__Exercise prompt__:
In the entries below, find each line bearing the string "must" and copy it.

__Dataset entries__:
◇ ◇ ◇

//! Release link validation
//!
//! Submitted text goes through two checks:
//! - extraction of the first `http(s)://` token from free text
//! - a host allow-list (exact match, port stripped, case-insensitive)
//!
//! Both are pure string/URI inspection; no network access happens here.

use lazy_regex::regex;
use strum::{Display, EnumString};
use url::Url;

/// How strictly a submitted message is checked before it is recorded.
#[derive(Debug, Clone, Copy, PartialEq, Eq, Display, EnumString)]
#[strum(serialize_all = "lowercase", ascii_case_insensitive)]
pub enum LinkPolicy {
    /// Any text is accepted verbatim
    Any,
    /// The message must contain an http(s) URL; any host is accepted
    Extract,
    /// The URL host must be on the allow-list
    #[strum(to_string = "allowlist", serialize = "allow-list")]
    AllowList,
}

/// Outcome of checking a submitted message.
#[derive(Debug, Clone, PartialEq, Eq)]
pub enum LinkVerdict {
    /// The link to record
    Accepted(String),
    /// No http(s) URL in the message
    NoLink,
    /// A URL was found but its host is not allowed
    Rejected(String),
}

/// Returns the first `http://` or `https://` token in `text`, verbatim.
///
/// A token is a contiguous run of non-whitespace characters; the scheme is
/// matched case-insensitively.
///
/// # Examples
/// ```
/// use contest_bot::core::validation::extract_url;
///
/// assert_eq!(extract_url("мой трек: https://yourtunes.net/r/xyz !"), Some("https://yourtunes.net/r/xyz"));
/// assert_eq!(extract_url("no links here"), None);
/// ```
pub fn extract_url(text: &str) -> Option<&str> {
    regex!(r"(?i)https?://\S+").find(text).map(|m| m.as_str())
}

/// Checks that the URL host is one of `allowed_domains`.
///
/// The URL must parse, use the http or https scheme and have a host. The host
/// comparison is exact: subdomains must be listed on their own.
///
/// # Examples
/// ```
/// use contest_bot::core::validation::is_allowed;
///
/// let allowed = ["yourtunes.net"];
/// assert!(is_allowed("https://yourtunes.net/abc", &allowed));
/// assert!(is_allowed("https://YourTunes.NET:443/abc", &allowed));
/// assert!(!is_allowed("https://evil.com/yourtunes.net", &allowed));
/// assert!(!is_allowed("not a url", &allowed));
/// ```
pub fn is_allowed<S: AsRef<str>>(url: &str, allowed_domains: &[S]) -> bool {
    let Ok(parsed) = Url::parse(url) else {
        return false;
    };

    if parsed.scheme() != "http" && parsed.scheme() != "https" {
        return false;
    }

    let Some(host) = parsed.host_str() else {
        return false;
    };

    allowed_domains
        .iter()
        .any(|domain| domain.as_ref().eq_ignore_ascii_case(host))
}

/// Applies a [`LinkPolicy`] and an allow-list to submitted text.
#[derive(Debug, Clone)]
pub struct LinkValidator {
    policy: LinkPolicy,
    allowed_domains: Vec<String>,
}

impl LinkValidator {
    pub fn new(policy: LinkPolicy, allowed_domains: Vec<String>) -> Self {
        Self {
            policy,
            allowed_domains,
        }
    }

    /// Validator built from `LINK_POLICY` and `ALLOWED_LINK_DOMAINS`.
    pub fn from_config() -> Self {
        use crate::core::config::links;
        Self::new(*links::POLICY, links::ALLOWED_DOMAINS.clone())
    }

    pub fn policy(&self) -> LinkPolicy {
        self.policy
    }

    pub fn allowed_domains(&self) -> &[String] {
        &self.allowed_domains
    }

    pub fn check(&self, text: &str) -> LinkVerdict {
        if self.policy == LinkPolicy::Any {
            return LinkVerdict::Accepted(text.trim().to_string());
        }

        let Some(url) = extract_url(text) else {
            return LinkVerdict::NoLink;
        };

        if self.policy == LinkPolicy::AllowList && !is_allowed(url, &self.allowed_domains) {
            return LinkVerdict::Rejected(url.to_string());
        }

        LinkVerdict::Accepted(url.to_string())
    }
}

◇ ◇ ◇

__Solved problem__:
    /// The message must contain an http(s) URL; any host is accepted
    /// The URL host must be on the allow-list
/// The URL must parse, use the http or https scheme and have a host. The host
/// comparison is exact: subdomains must be listed on their own.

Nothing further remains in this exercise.